Gobnait is one of the best loved local saints in the areas where her cult is strong yet she remains relatively unknown in many other places. Her feastday the 11th of February has been added to the national calendar this year, she is among a group of Irish saints whose feastday has been given national rather than just local recognition. This revised calendar follows the confirmation by the Congrgation of Divine Worship and the Discipline of the Sacraments in Rome of the calendar submitted to it by the Irish Bishops (cf. Note 29,Liturgical Calendar for Ireland 1998/1999, Veritas, 1998, p.20).

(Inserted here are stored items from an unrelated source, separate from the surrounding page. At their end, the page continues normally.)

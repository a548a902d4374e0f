//! Shell completion generation command.
//!
//! Generates shell completion scripts for bash, zsh, fish, and `PowerShell`.

use anyhow::Result;
use clap::Command;
use clap_complete::{Shell, generate};
use hexmap_core::cli::ExitCode;
use std::io::{self, Write};
use tracing::info;

/// Writes the completion script for `shell` to `out`.
///
/// # Examples
///
/// ```
/// use clap::Command;
/// use clap_complete::Shell;
/// use hexmap_cli::commands::completions;
///
/// let mut script = Vec::new();
/// completions::generate_completions(Shell::Bash, &mut Command::new("hexmap"), &mut script);
/// assert!(!script.is_empty());
/// ```
pub fn generate_completions(shell: Shell, cmd: &mut Command, out: &mut dyn Write) {
    info!("Generating {} completions", shell);
    let name = cmd.get_name().to_string();
    generate(shell, cmd, name, out);
}

/// Runs the completions command, printing the script to stdout.
pub async fn run(shell: Shell, cmd: &mut Command) -> Result<ExitCode> {
    generate_completions(shell, cmd, &mut io::stdout());
    Ok(ExitCode::SUCCESS)
}

#[cfg(test)]
mod tests {
    use super::*;
    use crate::Cli;
    use clap::CommandFactory;

    fn script_for(shell: Shell) -> String {
        let mut out = Vec::new();
        generate_completions(shell, &mut Cli::command(), &mut out);
        String::from_utf8(out).unwrap()
    }

    #[test]
    fn test_bash_completions_mention_subcommands() {
        let script = script_for(Shell::Bash);
        assert!(script.contains("hexmap"));
        assert!(script.contains("generate"));
        assert!(script.contains("tiles"));
    }

    #[test]
    fn test_other_shells_produce_output() {
        for shell in [Shell::Zsh, Shell::Fish, Shell::PowerShell, Shell::Elvish] {
            assert!(!script_for(shell).is_empty(), "no script for {shell}");
        }
    }

    #[tokio::test]
    async fn test_run_returns_success() {
        let mut cmd = Command::new("test-cli");
        assert_eq!(run(Shell::Bash, &mut cmd).await.unwrap(), ExitCode::SUCCESS);
    }
}
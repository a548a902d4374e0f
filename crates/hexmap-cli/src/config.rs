//! Configuration file loading.
//!
//! Settings are resolved in this order, later sources winning:
//!
//! 1. Built-in defaults
//! 2. TOML file: `--config`/`HEXMAP_CONFIG`, else
//!    `<config dir>/hexmap/config.toml` when it exists
//! 3. Command-line flags
//!
//! ```toml
//! [source]
//! base_url = "https://war-service-live.foxholeservices.com/api/worldconquest/maps"
//! timeout_seconds = 30
//! concurrency = 4
//!
//! [output]
//! path = "mapdump.txt"
//! style = "rich"
//! strict = false
//! ```

use anyhow::{Context, Result};
use hexmap_core::{CodeStyle, GeneratorConfig};
use std::fs;
use std::path::{Path, PathBuf};
use tracing::debug;

/// Returns the default configuration file path.
///
/// - Linux: `~/.config/hexmap/config.toml`
/// - macOS: `~/Library/Application Support/hexmap/config.toml`
/// - Windows: `%APPDATA%\hexmap\config.toml`
#[must_use]
pub fn default_config_path() -> Option<PathBuf> {
    dirs::config_dir().map(|dir| dir.join("hexmap").join("config.toml"))
}

/// Parses configuration from TOML text.
///
/// Missing sections and keys fall back to their defaults.
pub fn parse_config(text: &str) -> Result<GeneratorConfig> {
    toml::from_str(text).context("invalid configuration TOML")
}

/// Loads the configuration file.
///
/// An explicit path must exist. Without one, the default location is used
/// if present, otherwise built-in defaults are returned.
pub fn load_config(explicit: Option<&Path>) -> Result<GeneratorConfig> {
    let path = match explicit {
        Some(path) => path.to_path_buf(),
        None => match default_config_path().filter(|p| p.is_file()) {
            Some(path) => path,
            None => {
                debug!("No configuration file, using defaults");
                return Ok(GeneratorConfig::default());
            }
        },
    };

    debug!("Loading configuration from {}", path.display());
    let text = fs::read_to_string(&path)
        .with_context(|| format!("failed to read configuration file {}", path.display()))?;

    parse_config(&text).with_context(|| format!("in configuration file {}", path.display()))
}

/// Command-line values that override the configuration file.
#[derive(Debug, Clone, Default, PartialEq, Eq)]
pub struct Overrides {
    /// Map list endpoint
    pub base_url: Option<String>,
    /// Output file
    pub output: Option<PathBuf>,
    /// Code style
    pub style: Option<CodeStyle>,
    /// Requests in flight
    pub concurrency: Option<usize>,
    /// Request timeout in seconds
    pub timeout_seconds: Option<u64>,
    /// Force the strict identifier policy
    pub strict: bool,
}

impl Overrides {
    /// Applies the overrides that are set.
    ///
    /// `strict` can only be switched on from the command line.
    pub fn apply(self, config: &mut GeneratorConfig) {
        if let Some(base_url) = self.base_url {
            config.source.base_url = base_url;
        }
        if let Some(output) = self.output {
            config.output.path = output;
        }
        if let Some(style) = self.style {
            config.output.style = style;
        }
        if let Some(concurrency) = self.concurrency {
            config.source.concurrency = concurrency;
        }
        if let Some(timeout) = self.timeout_seconds {
            config.source.timeout_seconds = Some(timeout);
        }
        if self.strict {
            config.output.strict = true;
        }
    }
}

/// Loads, overrides and validates the configuration.
pub fn resolve(explicit: Option<&Path>, overrides: Overrides) -> Result<GeneratorConfig> {
    let mut config = load_config(explicit)?;
    overrides.apply(&mut config);
    config.validate()?;
    Ok(config)
}
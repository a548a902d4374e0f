//! Core traits for the hex-map code generator.
//!
//! - `source` - where tile lists and tile details come from
//!
//! # Examples
//!
//! ```
//! use async_trait::async_trait;
//! use hexmap_core::traits::MapSource;
//! use hexmap_core::{MapTextItem, Result, TileId};
//!
//! struct SingleTile;
//!
//! #[async_trait]
//! impl MapSource for SingleTile {
//!     async fn tiles(&self) -> Result<Vec<TileId>> {
//!         Ok(vec![TileId::new("StonecradleHex")])
//!     }
//!
//!     async fn tile_details(&self, _tile: &TileId) -> Result<Vec<MapTextItem>> {
//!         Ok(vec![])
//!     }
//! }
//! ```

mod source;

pub use source::MapSource;
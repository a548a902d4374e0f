//! Template contexts.
//!
//! Everything the templates print is pre-formatted here, so templates only
//! interpolate strings and booleans.

use crate::literals::{coords_literal, string_literal};
use hexmap_introspector::{LocationInfo, TileInfo};
use serde::Serialize;

/// Context for the per-tile templates.
#[derive(Debug, Clone, Serialize)]
pub struct TileContext {
    /// Upstream tile id
    pub id: String,
    /// Tile name, used as the enum name
    pub name: String,
    /// Tile name as a string literal
    pub name_literal: String,
    /// Locations in upstream order
    pub locations: Vec<LocationContext>,
}

impl From<&TileInfo> for TileContext {
    fn from(tile: &TileInfo) -> Self {
        Self {
            id: tile.id.to_string(),
            name: tile.name.clone(),
            name_literal: string_literal(&tile.name),
            locations: tile.locations.iter().map(LocationContext::from).collect(),
        }
    }
}

/// One enum case and its lookup values.
#[derive(Debug, Clone, Serialize)]
pub struct LocationContext {
    /// Display text, used in doc comments
    pub text: String,
    /// Display text as a string literal
    pub text_literal: String,
    /// Enum case name
    pub ident: String,
    /// Enum case name as a string literal
    pub ident_literal: String,
    /// Lowercased marker type
    pub marker: String,
    /// Classification
    pub major: bool,
    /// `(x, y)` literal
    pub coords: String,
}

impl From<&LocationInfo> for LocationContext {
    fn from(location: &LocationInfo) -> Self {
        Self {
            text: location.text.clone(),
            text_literal: string_literal(&location.text),
            ident: location.ident.clone(),
            ident_literal: string_literal(&location.ident),
            marker: location.marker.clone(),
            major: location.is_major,
            coords: coords_literal(location.x, location.y),
        }
    }
}

/// Context for the top-level enum and its dispatch impl.
#[derive(Debug, Clone, Serialize)]
pub struct MapContext {
    /// Tiles in upstream order
    pub tiles: Vec<TileSummary>,
}

/// Tile entry of the top-level enum.
#[derive(Debug, Clone, Serialize)]
pub struct TileSummary {
    /// Tile name
    pub name: String,
}

impl MapContext {
    /// Builds the context from tiles in order.
    pub fn from_tiles<'t>(tiles: impl IntoIterator<Item = &'t TileInfo>) -> Self {
        Self {
            tiles: tiles
                .into_iter()
                .map(|tile| TileSummary {
                    name: tile.name.clone(),
                })
                .collect(),
        }
    }
}
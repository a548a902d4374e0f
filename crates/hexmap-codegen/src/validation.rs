//! Identifier checks for generated code.
//!
//! Tile names and location identifiers become Rust enum names and enum
//! cases verbatim. Upstream text is not guaranteed to produce valid tokens
//! (a location may start with a digit or contain a period), and two
//! locations on one tile may collapse to the same identifier. A tile with
//! no locations yields an empty enum whose `match self {}` on `&self` does
//! not compile. This module reports such cases; whether they block generation is decided by the
//! [`IdentifierPolicy`](hexmap_core::IdentifierPolicy).
//!
//! # Examples
//!
//! ```
//! use hexmap_codegen::validation::{check_identifier, IssueKind};
//!
//! assert_eq!(check_identifier("TheCord"), None);
//! assert_eq!(check_identifier("St.MarysChurch"), Some(IssueKind::InvalidChar('.')));
//! assert_eq!(check_identifier("12Oaks"), Some(IssueKind::InvalidStart('1')));
//! ```

use hexmap_introspector::WorldInfo;
use serde::Serialize;
use std::collections::HashSet;
use std::fmt;

/// What is wrong with an identifier.
#[derive(Debug, Clone, Copy, PartialEq, Eq, Serialize)]
#[serde(rename_all = "snake_case")]
pub enum IssueKind {
    /// Identifier is empty
    Empty,
    /// First character cannot start an identifier
    InvalidStart(char),
    /// Character cannot appear in an identifier
    InvalidChar(char),
    /// Identifier already used in the same scope
    Duplicate,
    /// Tile has no locations to enumerate
    NoLocations,
}

impl fmt::Display for IssueKind {
    fn fmt(&self, f: &mut fmt::Formatter<'_>) -> fmt::Result {
        match self {
            Self::Empty => f.write_str("empty identifier"),
            Self::InvalidStart(c) => write!(f, "cannot start with {c:?}"),
            Self::InvalidChar(c) => write!(f, "contains {c:?}"),
            Self::Duplicate => f.write_str("duplicate identifier"),
            Self::NoLocations => f.write_str("tile has no locations"),
        }
    }
}

/// An identifier that would not compile as intended.
#[derive(Debug, Clone, PartialEq, Eq, Serialize)]
pub struct IdentifierIssue {
    /// Tile id the identifier belongs to
    pub tile: String,
    /// Location display text, `None` for the tile name itself
    pub location: Option<String>,
    /// The generated identifier
    pub ident: String,
    /// Problem found
    pub kind: IssueKind,
}

impl fmt::Display for IdentifierIssue {
    fn fmt(&self, f: &mut fmt::Formatter<'_>) -> fmt::Result {
        match &self.location {
            Some(text) => write!(
                f,
                "location '{}' in tile {} -> '{}': {}",
                text, self.tile, self.ident, self.kind
            ),
            None => write!(f, "tile {} -> '{}': {}", self.tile, self.ident, self.kind),
        }
    }
}

/// Checks a single identifier against Rust token rules.
///
/// Returns the first problem found, or `None` if the identifier is valid.
#[must_use]
pub fn check_identifier(ident: &str) -> Option<IssueKind> {
    let mut chars = ident.chars();
    let Some(first) = chars.next() else {
        return Some(IssueKind::Empty);
    };

    if ident == "_" || !(first == '_' || first.is_alphabetic()) {
        return Some(IssueKind::InvalidStart(first));
    }

    chars
        .find(|c| !(*c == '_' || c.is_alphanumeric()))
        .map(IssueKind::InvalidChar)
}

/// Checks every tile name and location identifier of a world.
///
/// Issues are returned in document order.
#[must_use]
pub fn check_world(world: &WorldInfo) -> Vec<IdentifierIssue> {
    let mut issues = Vec::new();
    let mut tile_names = HashSet::new();

    for tile in &world.tiles {
        let tile_id = tile.id.to_string();

        if let Some(kind) = check_identifier(&tile.name) {
            issues.push(IdentifierIssue {
                tile: tile_id.clone(),
                location: None,
                ident: tile.name.clone(),
                kind,
            });
        } else if !tile_names.insert(tile.name.as_str()) {
            issues.push(IdentifierIssue {
                tile: tile_id.clone(),
                location: None,
                ident: tile.name.clone(),
                kind: IssueKind::Duplicate,
            });
        }

        if tile.locations.is_empty() {
            issues.push(IdentifierIssue {
                tile: tile_id.clone(),
                location: None,
                ident: tile.name.clone(),
                kind: IssueKind::NoLocations,
            });
        }

        let mut seen = HashSet::new();
        for location in &tile.locations {
            let kind = check_identifier(&location.ident).or_else(|| {
                (!seen.insert(location.ident.as_str())).then_some(IssueKind::Duplicate)
            });

            if let Some(kind) = kind {
                issues.push(IdentifierIssue {
                    tile: tile_id.clone(),
                    location: Some(location.text.clone()),
                    ident: location.ident.clone(),
                    kind,
                });
            }
        }
    }

    issues
}

#[cfg(test)]
mod tests {
    use super::*;
    use hexmap_core::TileId;
    use hexmap_introspector::{LocationInfo, TileInfo};

    fn location(text: &str, ident: &str) -> LocationInfo {
        LocationInfo {
            text: text.to_string(),
            ident: ident.to_string(),
            marker: "minor".to_string(),
            is_major: false,
            x: 0.0,
            y: 0.0,
        }
    }

    fn tile(id: &str, name: &str, locations: Vec<LocationInfo>) -> TileInfo {
        TileInfo {
            id: TileId::new(id),
            name: name.to_string(),
            locations,
        }
    }

    #[test]
    fn test_valid_identifiers() {
        assert_eq!(check_identifier("TheHeirsKnife"), None);
        assert_eq!(check_identifier("_private"), None);
        assert_eq!(check_identifier("Fort2"), None);
        assert_eq!(check_identifier("Århus"), None);
    }

    #[test]
    fn test_invalid_identifiers() {
        assert_eq!(check_identifier(""), Some(IssueKind::Empty));
        assert_eq!(check_identifier("_"), Some(IssueKind::InvalidStart('_')));
        assert_eq!(check_identifier("-Ember"), Some(IssueKind::InvalidStart('-')));
        assert_eq!(check_identifier("Fort-Ember"), Some(IssueKind::InvalidChar('-')));
    }

    #[test]
    fn test_clean_world_has_no_issues() {
        let world = WorldInfo {
            tiles: vec![tile(
                "StonecradleHex",
                "Stonecradle",
                vec![location("The Cord", "TheCord"), location("Longing", "Longing")],
            )],
        };
        assert!(check_world(&world).is_empty());
    }

    #[test]
    fn test_duplicate_locations_in_tile() {
        let world = WorldInfo {
            tiles: vec![tile(
                "StonecradleHex",
                "Stonecradle",
                vec![location("The Cord", "TheCord"), location("TheCord", "TheCord")],
            )],
        };

        let issues = check_world(&world);
        assert_eq!(issues.len(), 1);
        assert_eq!(issues[0].kind, IssueKind::Duplicate);
        assert_eq!(issues[0].location.as_deref(), Some("TheCord"));
    }

    #[test]
    fn test_same_ident_on_different_tiles_is_fine() {
        let world = WorldInfo {
            tiles: vec![
                tile("AHex", "A", vec![location("Port", "Port")]),
                tile("BHex", "B", vec![location("Port", "Port")]),
            ],
        };
        assert!(check_world(&world).is_empty());
    }

    #[test]
    fn test_tile_name_issues() {
        let world = WorldInfo {
            tiles: vec![
                tile("Hex", "", vec![location("Port", "Port")]),
                tile("WestgateHex", "Westgate", vec![location("Port", "Port")]),
                tile("WestgateXyz", "Westgate", vec![location("Port", "Port")]),
            ],
        };

        let issues = check_world(&world);
        let kinds: Vec<_> = issues.iter().map(|i| i.kind).collect();
        assert_eq!(kinds, [IssueKind::Empty, IssueKind::Duplicate]);
        assert_eq!(issues[1].tile, "WestgateXyz");
    }

    #[test]
    fn test_tile_without_locations() {
        let world = WorldInfo {
            tiles: vec![
                tile("EmptyHex", "Empty", vec![]),
                tile("AHex", "A", vec![location("Port", "Port")]),
            ],
        };

        let issues = check_world(&world);
        assert_eq!(issues.len(), 1);
        assert_eq!(issues[0].kind, IssueKind::NoLocations);
        assert_eq!(issues[0].tile, "EmptyHex");
        assert_eq!(issues[0].location, None);
        assert_eq!(issues[0].to_string(), "tile EmptyHex -> 'Empty': tile has no locations");
    }

    #[test]
    fn test_issue_display() {
        let issue = IdentifierIssue {
            tile: "StonecradleHex".to_string(),
            location: Some("St. Mary's Church".to_string()),
            ident: "St.MarysChurch".to_string(),
            kind: IssueKind::InvalidChar('.'),
        };
        assert_eq!(
            issue.to_string(),
            "location 'St. Mary's Church' in tile StonecradleHex -> 'St.MarysChurch': contains '.'"
        );
    }
}
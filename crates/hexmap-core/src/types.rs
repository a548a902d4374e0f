//! Wire types for the War API map endpoints.
//!
//! The map list endpoint returns a bare JSON array of tile identifiers and
//! the per-tile `static` endpoint returns an object carrying the named
//! locations of that tile in `mapTextItems`.
//!
//! # Examples
//!
//! ```
//! use hexmap_core::{TileId, TileStatic};
//!
//! let tiles: Vec<TileId> = serde_json::from_str(r#"["StonecradleHex"]"#).unwrap();
//! assert_eq!(tiles[0].as_str(), "StonecradleHex");
//!
//! let details: TileStatic = serde_json::from_str(
//!     r#"{"mapTextItems": [{"text": "The Cord", "x": 0.5, "y": 0.25, "mapMarkerType": "Major"}]}"#,
//! ).unwrap();
//! assert_eq!(details.map_text_items[0].text, "The Cord");
//! ```

use serde::{Deserialize, Serialize};
use std::fmt;

/// Tile identifier as published by the map list endpoint (e.g. `StonecradleHex`).
///
/// # Examples
///
/// ```
/// use hexmap_core::TileId;
///
/// let id = TileId::new("DeadLandsHex");
/// assert_eq!(id.as_str(), "DeadLandsHex");
/// assert_eq!(id.to_string(), "DeadLandsHex");
/// ```
#[derive(Debug, Clone, PartialEq, Eq, Hash, Serialize, Deserialize)]
#[serde(transparent)]
pub struct TileId(String);

impl TileId {
    /// Creates a new tile identifier.
    #[inline]
    #[must_use]
    pub fn new(id: impl Into<String>) -> Self {
        Self(id.into())
    }

    /// Returns the identifier as a string slice.
    #[inline]
    #[must_use]
    pub fn as_str(&self) -> &str {
        &self.0
    }

    /// Consumes the `TileId` and returns the inner `String`.
    #[inline]
    #[must_use]
    pub fn into_inner(self) -> String {
        self.0
    }
}

impl fmt::Display for TileId {
    fn fmt(&self, f: &mut fmt::Formatter<'_>) -> fmt::Result {
        f.write_str(&self.0)
    }
}

impl From<String> for TileId {
    fn from(s: String) -> Self {
        Self(s)
    }
}

impl From<&str> for TileId {
    fn from(s: &str) -> Self {
        Self(s.to_string())
    }
}

/// A named location on a tile.
///
/// Unknown fields in the payload are ignored; all four fields below are
/// required.
#[derive(Debug, Clone, PartialEq, Serialize, Deserialize)]
#[serde(rename_all = "camelCase")]
pub struct MapTextItem {
    /// Display text, e.g. `The Heir's Knife`
    pub text: String,
    /// Marker classification, `Major` or `Minor` upstream
    pub map_marker_type: String,
    /// Horizontal position on the tile
    pub x: f64,
    /// Vertical position on the tile
    pub y: f64,
}

/// Static payload of a single tile.
#[derive(Debug, Clone, PartialEq, Serialize, Deserialize)]
#[serde(rename_all = "camelCase")]
pub struct TileStatic {
    /// Named locations of the tile, in upstream order
    pub map_text_items: Vec<MapTextItem>,
}
use std::time::{Duration, Instant};

use image::{Rgb, RgbImage};

use super::{CameraBackend, CaptureSettings, Frame, FrameSource};
use crate::error::{CctvError, Result};

const BARS: [[u8; 3]; 8] = [
    [255, 255, 255],
    [255, 255, 0],
    [0, 255, 255],
    [0, 255, 0],
    [255, 0, 255],
    [255, 0, 0],
    [0, 0, 255],
    [16, 16, 16],
];

/// Synthetic camera that renders scrolling color bars.
#[derive(Debug, Clone)]
pub struct TestPatternBackend {
    devices: Vec<u32>,
}

impl TestPatternBackend {
    pub fn new(devices: Vec<u32>) -> Self {
        Self { devices }
    }
}

impl CameraBackend for TestPatternBackend {
    fn name(&self) -> &'static str {
        "test-pattern"
    }

    fn open(&self, index: u32, settings: &CaptureSettings) -> Result<Box<dyn FrameSource>> {
        if !self.devices.contains(&index) {
            return Err(CctvError::CameraOpen {
                index,
                reason: "no such test-pattern device".to_string(),
            });
        }
        if settings.width == 0 || settings.height == 0 {
            return Err(CctvError::CameraOpen {
                index,
                reason: format!("invalid frame size {}x{}", settings.width, settings.height),
            });
        }
        Ok(Box::new(TestPatternSource {
            index,
            width: settings.width,
            height: settings.height,
            interval: Duration::from_secs(1) / settings.fps.max(1),
            last: None,
            tick: 0,
        }))
    }

    // Synthetic devices always deliver, so skip rendering a frame.
    fn probe(&self, index: u32) -> bool {
        self.devices.contains(&index)
    }
}

struct TestPatternSource {
    index: u32,
    width: u32,
    height: u32,
    interval: Duration,
    last: Option<Instant>,
    tick: u32,
}

impl FrameSource for TestPatternSource {
    fn read_frame(&mut self) -> Result<Frame> {
        if let Some(last) = self.last {
            let elapsed = last.elapsed();
            if elapsed < self.interval {
                std::thread::sleep(self.interval - elapsed);
            }
        }
        self.last = Some(Instant::now());

        let bar_width = (self.width / BARS.len() as u32).max(1);
        let offset = self.tick.wrapping_mul(4);
        let image = RgbImage::from_fn(self.width, self.height, |x, _| {
            let bar = (x.wrapping_add(offset) / bar_width) as usize % BARS.len();
            Rgb(BARS[bar])
        });
        self.tick = self.tick.wrapping_add(1);
        Ok(Frame::new(image))
    }

    fn index(&self) -> u32 {
        self.index
    }
}

#[cfg(test)]
mod tests {
    use super::*;

    fn settings() -> CaptureSettings {
        CaptureSettings {
            width: 64,
            height: 48,
            fps: 200,
            buffers: 1,
        }
    }

    #[test]
    fn open_unknown_index_fails() {
        let backend = TestPatternBackend::new(vec![0]);
        let err = backend.open(3, &settings()).err().unwrap();
        assert!(matches!(err, CctvError::CameraOpen { index: 3, .. }));
    }

    #[test]
    fn frames_have_requested_size() {
        let backend = TestPatternBackend::new(vec![1]);
        let mut source = backend.open(1, &settings()).unwrap();
        assert_eq!(source.index(), 1);
        let frame = source.read_frame().unwrap();
        assert_eq!(frame.image.dimensions(), (64, 48));
    }

    #[test]
    fn pattern_scrolls_between_frames() {
        let backend = TestPatternBackend::new(vec![0]);
        let mut source = backend.open(0, &settings()).unwrap();
        let first = source.read_frame().unwrap();
        let second = source.read_frame().unwrap();
        assert_ne!(first.image.as_raw(), second.image.as_raw());
    }

    #[test]
    fn long_running_source_wraps_instead_of_overflowing() {
        let mut source = TestPatternSource {
            index: 0,
            width: 64,
            height: 48,
            interval: Duration::ZERO,
            last: None,
            tick: u32::MAX / 4,
        };
        for _ in 0..4 {
            let frame = source.read_frame().unwrap();
            assert_eq!(frame.image.dimensions(), (64, 48));
        }
    }

    #[test]
    fn read_is_paced_to_fps() {
        let backend = TestPatternBackend::new(vec![0]);
        let mut source = backend
            .open(
                0,
                &CaptureSettings {
                    fps: 20,
                    ..settings()
                },
            )
            .unwrap();
        let start = Instant::now();
        for _ in 0..3 {
            source.read_frame().unwrap();
        }
        // Two full intervals of 50ms between three frames.
        assert!(start.elapsed() >= Duration::from_millis(95));
    }
}
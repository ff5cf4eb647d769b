pub mod annotate;
pub mod camera;
pub mod config;
pub mod convert;
pub mod detect;
pub mod encode;
pub mod error;
pub mod io;
pub mod log;
pub mod manager;

pub use error::{CctvError, Result};
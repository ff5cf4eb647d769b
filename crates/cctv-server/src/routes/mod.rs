pub mod camera;
pub mod detections;
pub mod stream;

In this revision there is much more focus on the Irish saints in the calendar used day by day in the Irish Church, the various diocesan saints have had their days marked for general celebration throughout the country. Ita, Kevin, Ciaran and Malachy, representing the four
provinces, have been given special attention and prominence.
The Irish Martyrs have also been given prominence and a fuller list has been made available. Fursa, David, Aengus, Enda, Damhnait, Moninne, Willibrord, Aidan of Lindisfarne and Fergal as well as Gobnait, have been added to the national calendar. The note in the Liturgical Calendar also mentions that proper texts for the Mass for these days have been prepared by the Irish Episcopal Commission for Liturgy and are presently with the Congregation in Rome awaiting approval.
The main centres of devotion to Gobnait are Inis Oírr (Aran Islands), Dún Chaoin in West Kerry and Baile Bhúirne near the Cork / Kerry border. There are a number of other places which carry her name – often as Kilgobnet or Cill Ghobnait – near Dungarvan and Milltown in Co. Kerry for example. All of these sites carry a link to the story of Gobnait and the journey undertaken by her to seek “the place of her resurrection”. I am not sure what happens these days on Inis Oírr or at the lesser known sites but the 11th of February is the pattern day in Dún Chaoin and in Baile Bhúirne, the day is marked as a holiday/holy day in the two parishes.
In Dún Chaoin there is Mass at 10:00 in Séipéal N. Ghobnait and the rounds are paid afterwards at Tobar Gobnatan and Cill Gobnatan (Ceathrú an Fheirtéaraigh). This time of the year often brings rather inclement weather, there is also a tradition of paying the rounds on Easter Sunday.
Tradition records that people came from the surrounding parishes and from the Blaskest to the pattern. Micheál Ó Gaoithín recorded that there was formerly a fair on the Pattern day and that the drinking and selling went on for three days but that this finally ended due to clerical opposition. Ó Gaoithín also tells us that one PP was very strongly opposed to the Pattern, this upset the locals who argued with him, he cursed the people of Dunquin and they responded by throwing him over a cliff!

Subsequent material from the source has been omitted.